Extracted data entries
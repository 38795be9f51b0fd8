use sea_orm::{
    ActiveModelTrait, ColumnTrait, DatabaseConnection, EntityTrait, PaginatorTrait, QueryFilter,
    QueryOrder, Set,
};

use crate::domain::models::SnapshotDraft;
use crate::infrastructure::persistence::entities::nft_movement_snapshots;
use crate::infrastructure::persistence::error::DbError;

/// Repository for NFT-movement snapshots
#[derive(Clone)]
pub struct NftMovementSnapshotRepository {
    conn: DatabaseConnection,
}

impl NftMovementSnapshotRepository {
    /// Create a new NftMovementSnapshotRepository
    pub fn new(conn: DatabaseConnection) -> Self {
        Self { conn }
    }

    /// Latest snapshot for a (collection, network) pair
    pub async fn latest(
        &self,
        entity_address: &str,
        network: &str,
    ) -> Result<Option<nft_movement_snapshots::Model>, DbError> {
        Ok(nft_movement_snapshots::Entity::find()
            .filter(nft_movement_snapshots::Column::EntityAddress.eq(entity_address))
            .filter(nft_movement_snapshots::Column::Network.eq(network))
            .order_by_desc(nft_movement_snapshots::Column::Timestamp)
            .order_by_desc(nft_movement_snapshots::Column::Id)
            .one(&self.conn)
            .await?)
    }

    /// Append a snapshot. Rows are never updated in place.
    pub async fn append(
        &self,
        draft: SnapshotDraft,
    ) -> Result<nft_movement_snapshots::Model, DbError> {
        let record = nft_movement_snapshots::ActiveModel {
            entity_address: Set(draft.entity_address),
            network: Set(draft.network.as_str().to_string()),
            timestamp: Set(draft.timestamp.into()),
            alerts: Set(serde_json::to_value(&draft.alerts).unwrap_or_default()),
            risk_score: Set(draft.risk_score),
            analysis_metadata: Set(
                serde_json::to_value(&draft.analysis_metadata).unwrap_or_default()
            ),
            metrics: Set(draft.metrics),
            ..Default::default()
        };

        Ok(record.insert(&self.conn).await?)
    }

    /// Number of NFT-movement snapshots on a network
    pub async fn count(&self, network: &str) -> Result<u64, DbError> {
        Ok(nft_movement_snapshots::Entity::find()
            .filter(nft_movement_snapshots::Column::Network.eq(network))
            .count(&self.conn)
            .await?)
    }
}
fn nft_risk_score(metrics: &NftMovementMetrics, alerts: &[Alert], now: DateTime<Utc>) -> i32 {
    let mut contributions = alert_risk_contribution(alerts);

    // Hourly transfer density tiers
    let hourly = metrics.transfers_by_timeframe.h1;
    contributions += match hourly {
        0..=4 => 0,
        5..=19 => 1,
        20..=49 => 2,
        _ => 3,
    };

    // Concentration of the top holder among held tokens
    let held_tokens: u64 = metrics
        .current_holders
        .values()
        .filter(|h| *h != ZERO_ADDRESS && !h.is_empty())
        .count() as u64;
    if let Some(top) = metrics.top_holders.first() {
        if held_tokens > 0 {
            if top.token_count * 100 >= held_tokens * 50 {
                contributions += 2;
            } else if top.token_count * 100 >= held_tokens * 25 {
                contributions += 1;
            }
        }
    }

    // Recent mint volume
    let mints_24h = metrics
        .mint_transactions
        .iter()
        .filter(|m| within_window(m.timestamp, now, DAY_SECS))
        .count();
    if mints_24h > 100 {
        contributions += 2;
    } else if mints_24h > 50 {
        contributions += 1;
    }

    // Flipping: one trader churning more than 20 transfers
    if metrics
        .most_active_traders
        .first()
        .map(|t| t.transfer_count > 20)
        .unwrap_or(false)
    {
        contributions += 1;
    }

    cap_risk_score(contributions)
}
use log::{debug, warn};
use reqwest::Client;
use serde_json::Value;
use std::time::Duration;

use crate::config::AppConfig;
use crate::domain::models::{DataQuality, Network};
use crate::infrastructure::feed::error::FeedError;
use crate::infrastructure::feed::types::{
    FeedPage, TokenHoldingRecord, TokenInfo, TransactionRecord, TransferRecord,
};

/// Client for the Sei block-explorer REST feed.
///
/// Endpoint fallback is the only retry performed here; the recurring
/// cadence of the jobs is the retry mechanism for everything else.
pub struct FeedClient {
    client: Client,
    config: AppConfig,
}

impl FeedClient {
    /// Create a new feed client
    pub fn new(config: &AppConfig) -> Result<Self, FeedError> {
        let client = Client::builder()
            .timeout(Duration::from_secs(config.feed.request_timeout_secs))
            .build()?;

        Ok(FeedClient {
            client,
            config: config.clone(),
        })
    }

    fn api_url(&self, network: Network) -> Result<String, FeedError> {
        self.config
            .get_feed_config(network.as_str())
            .map(|n| n.api_url.clone())
            .ok_or_else(|| {
                FeedError::ConfigError(format!("no feed endpoint for network {}", network))
            })
    }

    /// Fetch the latest transactions of a wallet account.
    ///
    /// Three endpoint generations are tried in order; the first body that
    /// exposes an item array wins. A wallet unknown to every candidate is a
    /// not-found error; any other total failure degrades to an empty page
    /// tagged SERVICE_UNAVAILABLE.
    pub async fn fetch_wallet_transactions(
        &self,
        address: &str,
        network: Network,
    ) -> Result<FeedPage<TransactionRecord>, FeedError> {
        let base = self.api_url(network)?;
        let limit = self.config.feed.default_page_limit;
        let candidates = [
            format!("{}/accounts/{}/transactions?limit={}", base, address, limit),
            format!("{}/accounts/evm/{}/transactions?limit={}", base, address, limit),
            format!("{}/contracts/evm/{}/transactions?limit={}", base, address, limit),
        ];

        let mut not_found = 0;
        for url in &candidates {
            match self.fetch_page_body(url).await {
                Ok(Some(body)) => {
                    let items = parse_items::<TransactionRecord>(&body);
                    return Ok(FeedPage {
                        items,
                        token_info: None,
                        quality: DataQuality::Complete,
                    });
                }
                Ok(None) => {
                    debug!("[FEED] No item array in response from {}", url);
                }
                Err(FeedError::NotFound { .. }) => {
                    not_found += 1;
                }
                Err(e) => {
                    warn!("[FEED] Endpoint failed: {} ({})", url, e);
                }
            }
        }

        if not_found == candidates.len() {
            return Err(FeedError::NotFound {
                url: address.to_string(),
                status: 404,
            });
        }

        Ok(FeedPage::unavailable())
    }

    /// Fetch the latest ERC-20 transfers of a token contract
    pub async fn fetch_token_transfers(
        &self,
        token_address: &str,
        network: Network,
    ) -> Result<FeedPage<TransferRecord>, FeedError> {
        self.fetch_transfers("erc20", token_address, network).await
    }

    /// Fetch the latest ERC-721 transfers of a collection contract
    pub async fn fetch_nft_transfers(
        &self,
        collection_address: &str,
        network: Network,
    ) -> Result<FeedPage<TransferRecord>, FeedError> {
        self.fetch_transfers("erc721", collection_address, network)
            .await
    }

    async fn fetch_transfers(
        &self,
        standard: &str,
        address: &str,
        network: Network,
    ) -> Result<FeedPage<TransferRecord>, FeedError> {
        let base = self.api_url(network)?;
        let url = format!(
            "{}/transfers/evm/{}?tokenHash={}&offset=0&limit={}",
            base, standard, address, self.config.feed.default_page_limit
        );

        match self.fetch_page_body(&url).await {
            Ok(Some(body)) => {
                let items = parse_items::<TransferRecord>(&body);
                let token_info = parse_token_info(&body);
                Ok(FeedPage {
                    items,
                    token_info,
                    quality: DataQuality::Complete,
                })
            }
            Ok(None) => {
                warn!("[FEED] No item array in response from {}", url);
                Ok(FeedPage::unavailable())
            }
            Err(e) => {
                warn!("[FEED] Transfer fetch failed: {} ({})", url, e);
                Ok(FeedPage::unavailable())
            }
        }
    }

    /// Fetch the native coin balance of an account, in wei as a decimal string
    pub async fn fetch_native_balance(
        &self,
        address: &str,
        network: Network,
    ) -> Result<String, FeedError> {
        let base = self.api_url(network)?;
        let url = format!("{}/accounts/{}", base, address);
        let body = self.fetch_json(&url).await?;

        body.get("coin_balance")
            .or_else(|| body.get("coinBalance"))
            .or_else(|| body.get("balance"))
            .and_then(|v| match v {
                Value::String(s) => Some(s.clone()),
                Value::Number(n) => Some(n.to_string()),
                _ => None,
            })
            .ok_or_else(|| {
                FeedError::ResponseError(format!("no balance field in response from {}", url))
            })
    }

    /// Fetch the ERC-20 holdings page of an account
    pub async fn fetch_token_holdings(
        &self,
        address: &str,
        network: Network,
    ) -> Result<Vec<TokenHoldingRecord>, FeedError> {
        self.fetch_holdings(address, network, "ERC-20").await
    }

    /// Fetch the ERC-721 holdings page of an account
    pub async fn fetch_nft_holdings(
        &self,
        address: &str,
        network: Network,
    ) -> Result<Vec<TokenHoldingRecord>, FeedError> {
        self.fetch_holdings(address, network, "ERC-721").await
    }

    async fn fetch_holdings(
        &self,
        address: &str,
        network: Network,
        token_type: &str,
    ) -> Result<Vec<TokenHoldingRecord>, FeedError> {
        let base = self.api_url(network)?;
        let url = format!("{}/accounts/{}/tokens?type={}", base, address, token_type);
        let body = self.fetch_json(&url).await?;

        let items = items_array(&body).ok_or_else(|| {
            FeedError::ResponseError(format!("no item array in response from {}", url))
        })?;

        Ok(items.iter().filter_map(TokenHoldingRecord::from_item).collect())
    }

    /// GET a URL and return its body when it exposes an item array.
    async fn fetch_page_body(&self, url: &str) -> Result<Option<Value>, FeedError> {
        let body = self.fetch_json(url).await?;
        if items_array(&body).is_some() {
            Ok(Some(body))
        } else {
            Ok(None)
        }
    }

    async fn fetch_json(&self, url: &str) -> Result<Value, FeedError> {
        let response = self.client.get(url).send().await?;
        let status = response.status();

        if status.as_u16() == 404 {
            return Err(FeedError::NotFound {
                url: url.to_string(),
                status: 404,
            });
        }
        if !status.is_success() {
            return Err(FeedError::UpstreamStatus {
                url: url.to_string(),
                status: status.as_u16(),
            });
        }

        response
            .json::<Value>()
            .await
            .map_err(|e| FeedError::ResponseError(format!("error decoding response: {}", e)))
    }
}

/// The item array of a feed body: `items` or `transfers`.
fn items_array(body: &Value) -> Option<&Vec<Value>> {
    body.get("items")
        .or_else(|| body.get("transfers"))
        .and_then(Value::as_array)
}

/// Parse the item array, dropping rows that do not deserialize.
fn parse_items<T: serde::de::DeserializeOwned>(body: &Value) -> Vec<T> {
    items_array(body)
        .map(|items| {
            items
                .iter()
                .filter_map(|item| serde_json::from_value::<T>(item.clone()).ok())
                .collect()
        })
        .unwrap_or_default()
}

fn parse_token_info(body: &Value) -> Option<TokenInfo> {
    body.get("token")
        .or_else(|| body.get("tokenInfo"))
        .or_else(|| body.get("token_info"))
        .and_then(|v| serde_json::from_value::<TokenInfo>(v.clone()).ok())
}

#[cfg(test)]
mod tests {
    use super::*;
    use serde_json::json;

    #[test]
    fn test_items_array_accepts_both_keys() {
        assert!(items_array(&json!({"items": []})).is_some());
        assert!(items_array(&json!({"transfers": []})).is_some());
        assert!(items_array(&json!({"result": []})).is_none());
        assert!(items_array(&json!({"items": "nope"})).is_none());
    }

    #[test]
    fn test_parse_items_skips_malformed_rows() {
        let body = json!({"items": [
            {"hash": "0x1", "from": "0xA", "to": "0xB", "value": "10", "status": true,
             "timestamp": "2025-06-01T00:00:00Z"},
            {"unexpected": true}
        ]});
        let items = parse_items::<TransferRecord>(&body);
        assert_eq!(items.len(), 1);
        assert_eq!(items[0].hash, "0x1");
    }

    #[test]
    fn test_parse_token_info() {
        let body = json!({"items": [], "token": {"name": "Example", "symbol": "EXM", "decimals": 18}});
        let info = parse_token_info(&body).unwrap();
        assert_eq!(info.symbol, "EXM");
        assert_eq!(info.decimals, 18);
    }
}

**WHAT YOU WILL DO**
Starting at the top of the data above, repeat every line exactly until the line containing "use crate::domain::models::SnapshotDraft;" has been given, then stop.

**TASK OUTPUT**
repository 38795be9f51b0fd8
use sea_orm::{
    ActiveModelTrait, ColumnTrait, DatabaseConnection, EntityTrait, PaginatorTrait, QueryFilter,
    QueryOrder, Set,
};

use crate::domain::models::SnapshotDraft;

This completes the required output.